By Lukas Fiala
Earlier this week we had the opportunity to host the German Marshall Fund’s Andrew Small for a discussion about his latest book The Rupture: China and the Global Race for the Future. As the title suggests, Andrew chronicles a fascinating inside story of how large parts of Europe, the US, and their allies have come to see China as a systemic rival over the last few years. But what does this actually mean?
On the anniversary of Russia’s war in Ukraine, it should be an urgent priority to better understand the inflection points we have witnessed over the past year within the wider global context. At least on the security side, a flurry of events this week provides us with a starting point in understanding the emerging world system we are trying to conceptualize.
At last weekend’s Munich Security Conference, China’s top diplomat Wang Yi announced China’s intention of offering a peace proposal for Ukraine. On Tuesday, China’s Foreign Ministry published a Concept Paper for the Global Security Initiative (GSI), adding much-anticipated detail to what was a rather vague diplomatic idea proposed by Xi Jinping less than a year ago. Finally, as if the macabre optics of a war anniversary were not enough, China, Russia, and South Africa are also holding a joint naval exercise off the coast of Durban.
The latter is nominally justified as ‘safeguard[ing] the safety of shipping and maritime economic activities’, but the timing and substance of the operation suggest that diplomatic signaling is also at the center of the exercise. Based on official statements, the PLA Navy only sent three vessels – a guided missile destroyer, a frigate, and a supply ship – that were already part of China’s 42nd anti-piracy task force in the Gulf of Aden.
The operational status of South Africa’s navy, on the other hand, has been negatively affected by chronic underfunding and the ensuing slow progress on upgrading legacy equipment. According to official statements, only 350 personnel of the South African National Defence Force (SANDF) will participate in the drills, but Pretoria likely sees the exercise as an opportunity to reaffirm its position within the BRICS. For Russia, the event of course represents a welcome opportunity to show the West that it has partners across the Global South while flexing advanced hypersonic missiles on board the frigate Admiral Gorshkov. Yet, the small scale of the exercise and the different systems operated by Russia, South Africa, and China cast doubt over the real effect the exercises will have on interoperability of the three forces.
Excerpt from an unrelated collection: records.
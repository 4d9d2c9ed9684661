//! Shared fakes and fixtures for the player integration tests.
//!
//! The fakes record every call so tests can assert on what the session did
//! after it has finished.

#![allow(dead_code)]

pub mod fixtures;

use std::collections::VecDeque;
use std::sync::{Arc, Mutex};
use std::time::Duration;

use async_trait::async_trait;
use lesson_core::player::Notice;
use lesson_core::speech::RecognitionError;
use lesson_core::{Lesson, PlayerError, PlayerSettings};
use tokio::task::JoinHandle;

use lesson_player::adapters::{
    CompletionError, CompletionSink, NoticeSink, SpeechRecognizer, SpeechSynthesizer,
};
use lesson_player::session::{Adapters, LessonSession, SessionHandle, SessionOutcome};

/// Synthesizer that remembers what it was asked to say.
#[derive(Default)]
pub struct FakeSynth {
    pub spoken: Mutex<Vec<(String, String)>>,
    pub cancels: Mutex<usize>,
}

impl FakeSynth {
    pub fn spoken_texts(&self) -> Vec<String> {
        self.spoken.lock().unwrap().iter().map(|(t, _)| t.clone()).collect()
    }
}

#[async_trait]
impl SpeechSynthesizer for FakeSynth {
    async fn speak(&self, text: &str, language: &str) -> bool {
        self.spoken
            .lock()
            .unwrap()
            .push((text.to_string(), language.to_string()));
        true
    }

    fn cancel(&self) {
        *self.cancels.lock().unwrap() += 1;
    }
}

/// Recognizer that plays back scripted results after a fixed delay.
pub struct FakeRecognizer {
    results: Mutex<VecDeque<Result<String, RecognitionError>>>,
    delay: Duration,
    pub languages: Mutex<Vec<String>>,
    pub stops: Mutex<usize>,
}

impl FakeRecognizer {
    pub fn new(delay: Duration, results: Vec<Result<String, RecognitionError>>) -> Self {
        Self {
            results: Mutex::new(results.into()),
            delay,
            languages: Mutex::new(Vec::new()),
            stops: Mutex::new(0),
        }
    }

    pub fn stop_count(&self) -> usize {
        *self.stops.lock().unwrap()
    }
}

#[async_trait]
impl SpeechRecognizer for FakeRecognizer {
    async fn recognize(&self, language: &str) -> Result<String, RecognitionError> {
        self.languages.lock().unwrap().push(language.to_string());
        tokio::time::sleep(self.delay).await;
        self.results
            .lock()
            .unwrap()
            .pop_front()
            .unwrap_or(Err(RecognitionError::NoSpeech))
    }

    fn stop(&self) {
        *self.stops.lock().unwrap() += 1;
    }
}

/// Completion sink with scripted outcomes. Succeeds once the script runs out.
#[derive(Default)]
pub struct FakeCompletion {
    script: Mutex<VecDeque<Result<(), String>>>,
    pub calls: Mutex<Vec<(i64, u32)>>,
}

impl FakeCompletion {
    pub fn scripted(script: Vec<Result<(), String>>) -> Self {
        Self {
            script: Mutex::new(script.into()),
            calls: Mutex::new(Vec::new()),
        }
    }

    pub fn calls(&self) -> Vec<(i64, u32)> {
        self.calls.lock().unwrap().clone()
    }
}

#[async_trait]
impl CompletionSink for FakeCompletion {
    async fn complete(&self, lesson_id: i64, experience: u32) -> Result<(), CompletionError> {
        self.calls.lock().unwrap().push((lesson_id, experience));
        match self.script.lock().unwrap().pop_front() {
            Some(Err(message)) => Err(CompletionError::Rejected(message)),
            _ => Ok(()),
        }
    }
}

/// Notice sink that keeps everything it was shown.
#[derive(Default)]
pub struct RecordingNotices {
    pub notices: Mutex<Vec<Notice>>,
    pub rejections: Mutex<Vec<PlayerError>>,
}

impl RecordingNotices {
    pub fn notices(&self) -> Vec<Notice> {
        self.notices.lock().unwrap().clone()
    }

    pub fn rejections(&self) -> Vec<PlayerError> {
        self.rejections.lock().unwrap().clone()
    }

    pub fn streaks(&self) -> Vec<u32> {
        self.notices()
            .into_iter()
            .filter_map(|n| match n {
                Notice::Streak { count } => Some(count),
                _ => None,
            })
            .collect()
    }
}

impl NoticeSink for RecordingNotices {
    fn notify(&self, notice: &Notice) {
        self.notices.lock().unwrap().push(notice.clone());
    }

    fn rejected(&self, error: &PlayerError) {
        self.rejections.lock().unwrap().push(error.clone());
    }
}

/// Fakes wired into one session, kept around for assertions.
pub struct TestContext {
    pub synth: Arc<FakeSynth>,
    pub recognizer: Arc<FakeRecognizer>,
    pub completion: Arc<FakeCompletion>,
    pub notices: Arc<RecordingNotices>,
}

impl TestContext {
    pub fn new(recognizer: FakeRecognizer, completion: FakeCompletion) -> Self {
        Self {
            synth: Arc::new(FakeSynth::default()),
            recognizer: Arc::new(recognizer),
            completion: Arc::new(completion),
            notices: Arc::new(RecordingNotices::default()),
        }
    }

    /// No speech input expected and completion always succeeds.
    pub fn silent() -> Self {
        Self::new(
            FakeRecognizer::new(Duration::from_millis(100), Vec::new()),
            FakeCompletion::default(),
        )
    }

    pub fn adapters(&self) -> Adapters {
        Adapters {
            synthesizer: self.synth.clone(),
            recognizer: self.recognizer.clone(),
            completion: self.completion.clone(),
            notices: self.notices.clone(),
        }
    }

    /// Start a session on its own task.
    pub fn spawn(&self, lesson: Lesson) -> (SessionHandle, JoinHandle<SessionOutcome>) {
        let session = LessonSession::new(lesson, PlayerSettings::default(), self.adapters())
            .expect("fixture lesson should be valid");
        let handle = session.handle();
        (handle, tokio::spawn(session.run()))
    }
}

/// Let the session work through everything already due, then advance the clock.
pub async fn wait(ms: u64) {
    tokio::time::sleep(Duration::from_millis(ms)).await;
}
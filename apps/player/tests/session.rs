//! Session runtime tests.
//!
//! Sessions run against fake adapters with a paused clock, so feedback
//! delays and recognition latency elapse instantly and deterministically.

mod common;

use std::time::Duration;

use lesson_core::player::Notice;
use lesson_core::speech::RecognitionError;
use lesson_core::{ExerciseKind, PlayerError};
use lesson_player::session::{Command, SessionOutcome};
use pretty_assertions::assert_eq;

use common::fixtures;
use common::{wait, FakeCompletion, FakeRecognizer, TestContext};

fn completed(outcome: SessionOutcome) -> lesson_core::LessonSummary {
    match outcome {
        SessionOutcome::Completed(summary) => summary,
        SessionOutcome::Abandoned(summary) => panic!("lesson was abandoned: {:?}", summary),
    }
}

/// Test the walkthrough lesson: typed "house", spoken "pero" for "perro".
#[tokio::test(start_paused = true)]
async fn test_casa_perro_scenario() {
    let ctx = TestContext::new(
        FakeRecognizer::new(Duration::from_millis(800), vec![Ok("pero".into())]),
        FakeCompletion::default(),
    );
    let (handle, session) = ctx.spawn(fixtures::casa_perro());

    assert!(handle.send(Command::Answer("house".into())));
    wait(600).await;
    assert!(handle.send(Command::Record));

    let summary = completed(session.await.unwrap());
    assert_eq!(summary.correct_answers, 2);
    assert_eq!(summary.score, 20);
    assert_eq!(summary.best_streak, 2);
    assert_eq!(summary.experience, 100);

    assert_eq!(ctx.completion.calls(), vec![(7, 100)]);
    assert_eq!(ctx.notices.streaks(), vec![1, 2]);
    assert_eq!(ctx.synth.spoken_texts(), vec!["casa", "perro"]);
    assert_eq!(*ctx.recognizer.languages.lock().unwrap(), vec!["es-ES"]);
    assert!(matches!(
        ctx.notices.notices().last(),
        Some(Notice::LessonCompleted { .. })
    ));
}

/// Test a lesson using every exercise type, with one miss.
#[tokio::test(start_paused = true)]
async fn test_mixed_lesson_with_one_miss() {
    let ctx = TestContext::new(
        FakeRecognizer::new(Duration::from_millis(300), vec![Ok("gato".into())]),
        FakeCompletion::default(),
    );
    let lesson = fixtures::lesson(
        11,
        vec![
            fixtures::word(1, 1, "hola", "hello"),
            fixtures::images(2, 2, "perro", "dog"),
            fixtures::matching(3, 3, &[("uno", "one"), ("dos", "two")]),
            fixtures::pronunciation(4, 4, "gato", "cat"),
        ],
    );
    let (handle, session) = ctx.spawn(lesson);

    handle.send(Command::Answer("goodbye".into()));
    wait(600).await;
    handle.send(Command::Pick(1));
    wait(600).await;
    handle.send(Command::Word("dos".into()));
    handle.send(Command::Translation("two".into()));
    handle.send(Command::Translation("one".into()));
    handle.send(Command::Word("uno".into()));
    wait(1100).await;
    handle.send(Command::Record);

    let summary = completed(session.await.unwrap());
    assert_eq!(summary.correct_answers, 3);
    assert_eq!(summary.experience, 75);
    // image 10 + two pairs at 5 + pronunciation 10
    assert_eq!(summary.score, 30);
    assert_eq!(ctx.completion.calls(), vec![(11, 75)]);
    assert_eq!(ctx.notices.streaks(), vec![1, 2, 3, 4]);
    assert!(ctx.notices.rejections().is_empty());
}

/// Test that closing during feedback cancels the advance and skips completion.
#[tokio::test(start_paused = true)]
async fn test_close_before_timer_fires() {
    let ctx = TestContext::silent();
    let lesson = fixtures::lesson(3, vec![fixtures::word(1, 1, "casa", "house")]);
    let (handle, session) = ctx.spawn(lesson);

    handle.send(Command::Answer("house".into()));
    handle.send(Command::Close);

    match session.await.unwrap() {
        SessionOutcome::Abandoned(summary) => assert_eq!(summary.correct_answers, 1),
        other => panic!("expected abandoned session, got {:?}", other),
    }

    wait(5_000).await;
    assert!(ctx.completion.calls().is_empty());
    assert!(!handle.send(Command::Replay));
}

/// Test that a cancelled recording never grades its late transcript.
#[tokio::test(start_paused = true)]
async fn test_cancelled_recording_is_discarded() {
    let ctx = TestContext::new(
        FakeRecognizer::new(
            Duration::from_secs(3),
            vec![Ok("perro".into()), Ok("perro".into())],
        ),
        FakeCompletion::default(),
    );
    let lesson = fixtures::lesson(4, vec![fixtures::pronunciation(1, 1, "perro", "dog")]);
    let (handle, session) = ctx.spawn(lesson);

    handle.send(Command::Record);
    wait(1_000).await;
    handle.send(Command::CancelRecording);
    wait(5_000).await;

    assert!(ctx.notices.streaks().is_empty());
    assert!(ctx.completion.calls().is_empty());
    // one stop before the capture starts, one for the cancel
    assert_eq!(ctx.recognizer.stop_count(), 2);

    handle.send(Command::Record);
    let summary = completed(session.await.unwrap());
    assert_eq!(summary.experience, 100);
}

/// Test that a pronunciation miss keeps the exercise open for another try.
#[tokio::test(start_paused = true)]
async fn test_pronunciation_miss_then_retry() {
    let ctx = TestContext::new(
        FakeRecognizer::new(
            Duration::from_millis(200),
            vec![Ok("gato".into()), Ok("perro".into())],
        ),
        FakeCompletion::default(),
    );
    let lesson = fixtures::lesson(5, vec![fixtures::pronunciation(1, 1, "perro", "dog")]);
    let (handle, session) = ctx.spawn(lesson);

    handle.send(Command::Record);
    wait(2_000).await;
    assert!(ctx.notices.streaks().is_empty());

    handle.send(Command::Record);
    let summary = completed(session.await.unwrap());
    assert_eq!(summary.correct_answers, 1);
    assert_eq!(summary.experience, 100);
    assert_eq!(ctx.notices.streaks(), vec![1]);
}

/// Test that recognition failures are surfaced and the learner can try again.
#[tokio::test(start_paused = true)]
async fn test_recognition_failure_is_reported() {
    let ctx = TestContext::new(
        FakeRecognizer::new(
            Duration::from_millis(200),
            vec![Err(RecognitionError::NotAllowed), Ok("perro".into())],
        ),
        FakeCompletion::default(),
    );
    let lesson = fixtures::lesson(6, vec![fixtures::pronunciation(1, 1, "perro", "dog")]);
    let (handle, session) = ctx.spawn(lesson);

    handle.send(Command::Record);
    wait(500).await;
    assert_eq!(
        ctx.notices.notices(),
        vec![Notice::RecognitionFailed {
            error: RecognitionError::NotAllowed
        }]
    );

    handle.send(Command::Record);
    completed(session.await.unwrap());
}

/// Test that a failed completion can be retried.
#[tokio::test(start_paused = true)]
async fn test_completion_failure_then_retry() {
    let ctx = TestContext::new(
        FakeRecognizer::new(Duration::from_millis(100), Vec::new()),
        FakeCompletion::scripted(vec![Err("Lesson completion failed".into())]),
    );
    let lesson = fixtures::lesson(8, vec![fixtures::word(1, 1, "casa", "house")]);
    let (handle, session) = ctx.spawn(lesson);

    handle.send(Command::Answer("house".into()));
    wait(600).await;
    assert!(ctx.notices.notices().contains(&Notice::CompletionFailed {
        message: "Lesson completion failed".into()
    }));

    handle.send(Command::RetryCompletion);
    let summary = completed(session.await.unwrap());
    assert_eq!(summary.experience, 100);
    assert_eq!(ctx.completion.calls(), vec![(8, 100), (8, 100)]);
}

/// Test that commands which do not fit the exercise are rejected without side effects.
#[tokio::test(start_paused = true)]
async fn test_wrong_commands_are_rejected() {
    let ctx = TestContext::silent();
    let lesson = fixtures::lesson(9, vec![fixtures::word(1, 1, "casa", "house")]);
    let (handle, session) = ctx.spawn(lesson);

    handle.send(Command::Pick(0));
    handle.send(Command::Record);
    handle.send(Command::RetryCompletion);
    handle.send(Command::Close);
    session.await.unwrap();

    assert_eq!(
        ctx.notices.rejections(),
        vec![
            PlayerError::WrongExerciseKind {
                expected: "image_selection",
                actual: ExerciseKind::WordWithAudio
            },
            PlayerError::WrongExerciseKind {
                expected: "pronunciation",
                actual: ExerciseKind::WordWithAudio
            },
            PlayerError::NotCompleting,
        ]
    );
    assert!(ctx.completion.calls().is_empty());
}

/// Test that replay and say go through the synthesizer in the lesson language.
#[tokio::test(start_paused = true)]
async fn test_replay_and_say() {
    let ctx = TestContext::silent();
    let (handle, session) = ctx.spawn(fixtures::casa_perro());

    // each new utterance interrupts the previous one, so let each play first
    wait(10).await;
    handle.send(Command::Replay);
    wait(10).await;
    handle.send(Command::Say("buenos dias".into()));
    wait(10).await;
    handle.send(Command::Close);
    session.await.unwrap();

    assert_eq!(ctx.synth.spoken_texts(), vec!["casa", "casa", "buenos dias"]);
    assert!(ctx
        .synth
        .spoken
        .lock()
        .unwrap()
        .iter()
        .all(|(_, language)| language == "es-ES"));
}
use clap::Parser;
use std::path::PathBuf;

use crate::config::{self, Config};

/// Play a language lesson in the terminal.
#[derive(Parser, Debug, Clone, Default)]
#[command(
    name = "lesson-player",
    version,
    about = "Lesson Player - practice a lesson in the terminal"
)]
pub struct Cli {
    /// Lesson to fetch from the lesson API
    #[arg(short, long, value_name = "ID", required_unless_present = "file")]
    pub lesson_id: Option<i64>,

    /// Play a lesson from a local JSON file instead of the API
    #[arg(short, long, value_name = "FILE")]
    pub file: Option<PathBuf>,

    /// Lesson API root (overrides LESSON_API_URL)
    #[arg(long, value_name = "URL")]
    pub api_url: Option<String>,

    /// Pronunciation similarity threshold in [0, 1)
    #[arg(short, long, value_parser = threshold)]
    pub threshold: Option<f64>,

    /// Log the lesson result instead of posting it
    #[arg(long)]
    pub offline: bool,

    /// Enable debug logging
    #[arg(short, long)]
    pub verbose: bool,
}

impl Cli {
    /// Flags take precedence over the environment.
    pub fn apply(&self, config: &mut Config) {
        if let Some(url) = &self.api_url {
            config.api_url.clone_from(url);
        }
        if let Some(threshold) = self.threshold {
            config.settings.similarity_threshold = threshold;
        }
    }
}

fn threshold(value: &str) -> Result<f64, String> {
    config::parse_threshold("--threshold", value).map_err(|e| e.to_string())
}

#[cfg(test)]
mod tests {
    use super::*;

    #[test]
    fn test_flags_override_config() {
        let cli = Cli::try_parse_from([
            "lesson-player",
            "--lesson-id",
            "7",
            "--threshold",
            "0.6",
            "--api-url",
            "http://127.0.0.1:9000/api/",
        ])
        .unwrap();

        let mut config = Config::default();
        cli.apply(&mut config);
        assert_eq!(cli.lesson_id, Some(7));
        assert_eq!(config.settings.similarity_threshold, 0.6);
        assert_eq!(config.api_url, "http://127.0.0.1:9000/api/");
    }

    #[test]
    fn test_file_without_lesson_id() {
        let cli =
            Cli::try_parse_from(["lesson-player", "--file", "lesson.json", "--offline"]).unwrap();
        assert_eq!(cli.file, Some(PathBuf::from("lesson.json")));
        assert!(cli.offline);
        assert!(cli.lesson_id.is_none());
    }

    #[test]
    fn test_lesson_source_required() {
        assert!(Cli::try_parse_from(["lesson-player"]).is_err());
    }

    #[test]
    fn test_threshold_out_of_range() {
        assert!(Cli::try_parse_from(["lesson-player", "-l", "1", "-t", "1.0"]).is_err());
    }
}
//! Terminal speech adapters.
//!
//! `ConsoleSynthesizer` prints what would be spoken with the chosen voice;
//! `TypedRecognizer` takes the next typed line as the transcript.

use async_trait::async_trait;
use lesson_core::speech::{self, RecognitionError, Voice, SUPPORTED_LANGUAGES};
use std::sync::{Mutex, MutexGuard};
use std::time::Duration;
use tokio::sync::oneshot;

use crate::adapters::{SpeechRecognizer, SpeechSynthesizer};

/// Synthesizer that writes utterances to stdout.
pub struct ConsoleSynthesizer {
    voices: Vec<Voice>,
}

impl ConsoleSynthesizer {
    pub fn new(voices: Vec<Voice>) -> Self {
        Self { voices }
    }

    /// One voice per language in the catalog that supports synthesis.
    pub fn with_catalog_voices() -> Self {
        Self::new(
            SUPPORTED_LANGUAGES
                .iter()
                .filter(|l| l.synthesis)
                .map(|l| Voice::new(format!("Console {}", l.name), l.code))
                .collect(),
        )
    }
}

#[async_trait]
impl SpeechSynthesizer for ConsoleSynthesizer {
    async fn speak(&self, text: &str, language: &str) -> bool {
        let Some(voice) = speech::select_voice(&self.voices, language) else {
            tracing::warn!("No suitable voice found for {}. Speech skipped.", language);
            return false;
        };

        let rate = speech::speaking_rate(language);
        tracing::debug!(voice = %voice.name, rate, "speaking");
        println!("  🔊 {}  ({}, rate {:.1})", text, voice.name, rate);
        true
    }

    fn cancel(&self) {
        tracing::trace!("speech cancelled");
    }
}

/// Recognizer fed by the terminal: the next line typed while listening is the transcript.
pub struct TypedRecognizer {
    pending: Mutex<Option<oneshot::Sender<String>>>,
    timeout: Duration,
}

impl TypedRecognizer {
    pub fn new(timeout: Duration) -> Self {
        Self {
            pending: Mutex::new(None),
            timeout,
        }
    }

    fn pending(&self) -> MutexGuard<'_, Option<oneshot::Sender<String>>> {
        self.pending.lock().unwrap_or_else(|e| e.into_inner())
    }

    /// Whether a capture is waiting for a line.
    pub fn is_listening(&self) -> bool {
        self.pending().is_some()
    }

    /// Hand a typed line to the waiting capture. Returns `false` if nothing was listening.
    pub fn provide(&self, line: &str) -> bool {
        match self.pending().take() {
            Some(tx) => tx.send(line.to_string()).is_ok(),
            None => false,
        }
    }
}

#[async_trait]
impl SpeechRecognizer for TypedRecognizer {
    async fn recognize(&self, language: &str) -> Result<String, RecognitionError> {
        if !speech::supports_recognition(language) {
            return Err(RecognitionError::LanguageNotSupported(language.to_string()));
        }

        let (tx, rx) = oneshot::channel();
        *self.pending() = Some(tx);

        match tokio::time::timeout(self.timeout, rx).await {
            Ok(Ok(line)) if !line.trim().is_empty() => Ok(line.trim().to_string()),
            Ok(Ok(_)) => Err(RecognitionError::NoSpeech),
            Ok(Err(_)) => Err(RecognitionError::Aborted),
            Err(_) => {
                self.pending().take();
                Err(RecognitionError::NoSpeech)
            }
        }
    }

    fn stop(&self) {
        self.pending().take();
    }
}
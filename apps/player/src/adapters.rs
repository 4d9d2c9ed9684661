//! Collaborator contracts the lesson session depends on.
//!
//! Speech engines, the progress service and the lesson store are process-wide
//! resources owned outside the session; the session only sees these traits.

use async_trait::async_trait;
use lesson_core::player::Notice;
use lesson_core::speech::RecognitionError;
use lesson_core::{Lesson, LessonError, Player, PlayerError};
use thiserror::Error;

use crate::api::ApiError;

/// Text-to-speech engine. Only one utterance plays at a time.
#[async_trait]
pub trait SpeechSynthesizer: Send + Sync {
    /// Speak `text` in `language`. Returns `false` when no voice fits and playback was skipped.
    async fn speak(&self, text: &str, language: &str) -> bool;

    /// Stop the current utterance, if any.
    fn cancel(&self);
}

/// Single-shot speech-to-text engine. Only one capture runs at a time.
#[async_trait]
pub trait SpeechRecognizer: Send + Sync {
    async fn recognize(&self, language: &str) -> Result<String, RecognitionError>;

    /// Stop the current capture, if any.
    fn stop(&self);
}

/// Completion sink errors.
#[derive(Debug, Error)]
pub enum CompletionError {
    #[error("{0}")]
    Rejected(String),

    #[error(transparent)]
    Api(#[from] ApiError),
}

/// Progress service that records finished lessons.
#[async_trait]
pub trait CompletionSink: Send + Sync {
    async fn complete(&self, lesson_id: i64, experience: u32) -> Result<(), CompletionError>;
}

/// Lesson loading errors.
#[derive(Debug, Error)]
pub enum SourceError {
    #[error("lesson file error: {0}")]
    Io(#[from] std::io::Error),

    #[error(transparent)]
    Api(#[from] ApiError),

    #[error(transparent)]
    Lesson(#[from] LessonError),
}

/// Read-only supplier of lessons.
#[async_trait]
pub trait LessonSource: Send + Sync {
    async fn fetch_lesson(&self, lesson_id: i64) -> Result<Lesson, SourceError>;
}

/// Where learner-visible messages go.
pub trait NoticeSink: Send + Sync {
    fn notify(&self, notice: &Notice);

    /// A command could not be applied.
    fn rejected(&self, _error: &PlayerError) {}

    /// The session state changed and may need redrawing.
    fn refresh(&self, _player: &Player) {}
}
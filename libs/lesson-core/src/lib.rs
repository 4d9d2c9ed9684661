//! Core lesson library shared by every lesson player front end.
//!
//! Provides:
//! - Lesson loader and validation for API payloads
//! - Answer grading (exact translations, Dice similarity for speech, matching pairs)
//! - Exercise player state machine (pure, effect-returning)
//! - Speech language policy (voices, rates, recognition failures)
//! - Shared types (Lesson, Exercise, AnswerRecord, PlayerSettings, etc.)

pub mod error;
pub mod matching;
pub mod parser;
pub mod player;
pub mod scoring;
pub mod speech;
pub mod types;

pub use error::{LessonError, PlayerError, Result};
pub use matching::{
    dice_coefficient, grade_pronunciation, grade_translation, is_valid_pair, MatchResult,
};
pub use parser::parse;
pub use player::{Candidate, Effect, Notice, Phase, Player, Ticket};
pub use scoring::{experience_earned, LessonSummary};
pub use speech::{select_voice, speaking_rate, RecognitionError, Voice};
pub use types::{
    AnswerRecord, Exercise, ExerciseBody, ExerciseKind, ImageOption, Language, Lesson, MatchPair,
    PlayerSettings, RawLesson, RewardTable, Verdict,
};
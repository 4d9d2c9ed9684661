pub mod adapters;
pub mod api;
pub mod cli;
pub mod config;
pub mod offline;
pub mod session;
pub mod speech;
pub mod terminal;

use std::sync::Arc;

use anyhow::Context;
use tracing_subscriber::{layer::SubscriberExt, util::SubscriberInitExt};

use crate::adapters::{CompletionSink, LessonSource};
use crate::api::ApiClient;
use crate::cli::Cli;
use crate::config::Config;
use crate::offline::{FileLessonSource, LoggedCompletion};
use crate::session::{Adapters, LessonSession, SessionOutcome};
use crate::speech::{ConsoleSynthesizer, TypedRecognizer};
use crate::terminal::TerminalNotices;

/// Install the log subscriber. `RUST_LOG` wins over the `info`/`debug` default.
pub fn init_tracing(verbose: bool) {
    let default = if verbose { "debug" } else { "info" };
    tracing_subscriber::registry()
        .with(tracing_subscriber::EnvFilter::new(
            std::env::var("RUST_LOG").unwrap_or_else(|_| default.into()),
        ))
        .with(tracing_subscriber::fmt::layer().with_writer(std::io::stderr))
        .init();
}

pub async fn run(cli: Cli) -> anyhow::Result<()> {
    let mut config = Config::from_env()?;
    cli.apply(&mut config);

    let api = ApiClient::new(&config.api_url, config.api_token.clone());

    let lesson = match &cli.file {
        Some(path) => {
            tracing::info!("Loading lesson from {}...", path.display());
            FileLessonSource::new(path).load().await?
        }
        None => {
            let lesson_id = cli
                .lesson_id
                .context("either --lesson-id or --file is required")?;
            tracing::info!("Fetching lesson {} from {}...", lesson_id, api.base_url());
            api.fetch_lesson(lesson_id).await?
        }
    };

    let completion: Arc<dyn CompletionSink> = if cli.offline {
        Arc::new(LoggedCompletion)
    } else {
        Arc::new(api)
    };

    let recognizer = Arc::new(TypedRecognizer::new(config.recognition_timeout));
    let adapters = Adapters {
        synthesizer: Arc::new(ConsoleSynthesizer::with_catalog_voices()),
        recognizer: recognizer.clone(),
        completion,
        notices: Arc::new(TerminalNotices::new()),
    };

    let session = LessonSession::new(lesson, config.settings.clone(), adapters)?;
    println!("{}", terminal::HELP);
    println!("{}", terminal::render_exercise(session.player()).trim_end());

    let input = tokio::spawn(terminal::read_input(session.handle(), recognizer));
    let outcome = session.run().await;
    input.abort();

    match outcome {
        SessionOutcome::Completed(summary) => {
            tracing::info!(
                experience = summary.experience,
                correct = summary.correct_answers,
                "session finished"
            );
        }
        SessionOutcome::Abandoned(summary) => {
            tracing::info!(
                correct = summary.correct_answers,
                total = summary.total_exercises,
                "lesson left before completion"
            );
        }
    }

    Ok(())
}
In the context of China’s new Concept Paper for the GSI, however, it’s hard to ignore the symbolism of the exercises for the much-touted systemic competition between China, Russia, and the West. Reading through the Concept, it becomes clear China intends the GSI to function as the central platform to coordinate security-related activities abroad. The document features a laundry list of China’s security-related activities, from the recent charm offensive in the Pacific Islands to China’s attempts at crisis diplomacy across the Horn of Africa, South Asia, and the Middle East.
While the usual emphasis on sovereignty and the UN system features heavily, the document also highlights Sinocentric venues for security dialogue such as the China-Africa Peace and Security Forum and the ambition to ‘hold high-level conferences on the GSI in due course to strengthen policy communication in the field of security’ and ‘promote intergovernmental dialogue and cooperation.’ This reflects Beijing’s growing willingness to create alternative institutional settings to discuss and shape international security.
As I’ve argued before, it seems that the GSI is becoming Beijing’s new umbrella concept to reframe China’s security commitments and engagements around the world in positive-sum terms. Similar to the BRI, which rebranded infrastructure and other development projects after their inception, the GSI seems to act as a one-size-fits-all policy framework to present China’s idea of how international security ought to work. Heavy on rhetoric and light on substance, the GSI makes it possible to talk peace in Munich while exercising with Russia in South Africa.
While the past week should instill urgency in our effort to better understand the transforming international system, the analysis suggests that the ‘system’ we are seemingly competing over is by far not as uniform as many think. To believe governments across the Global South will perceive Europe’s security concerns exclusively within the binary framework of ‘systemic competition’ is to believe in a world that no longer exists.
Lukas Fiala is the project coordinator for the China Foresight initiative at LSE IDEAS.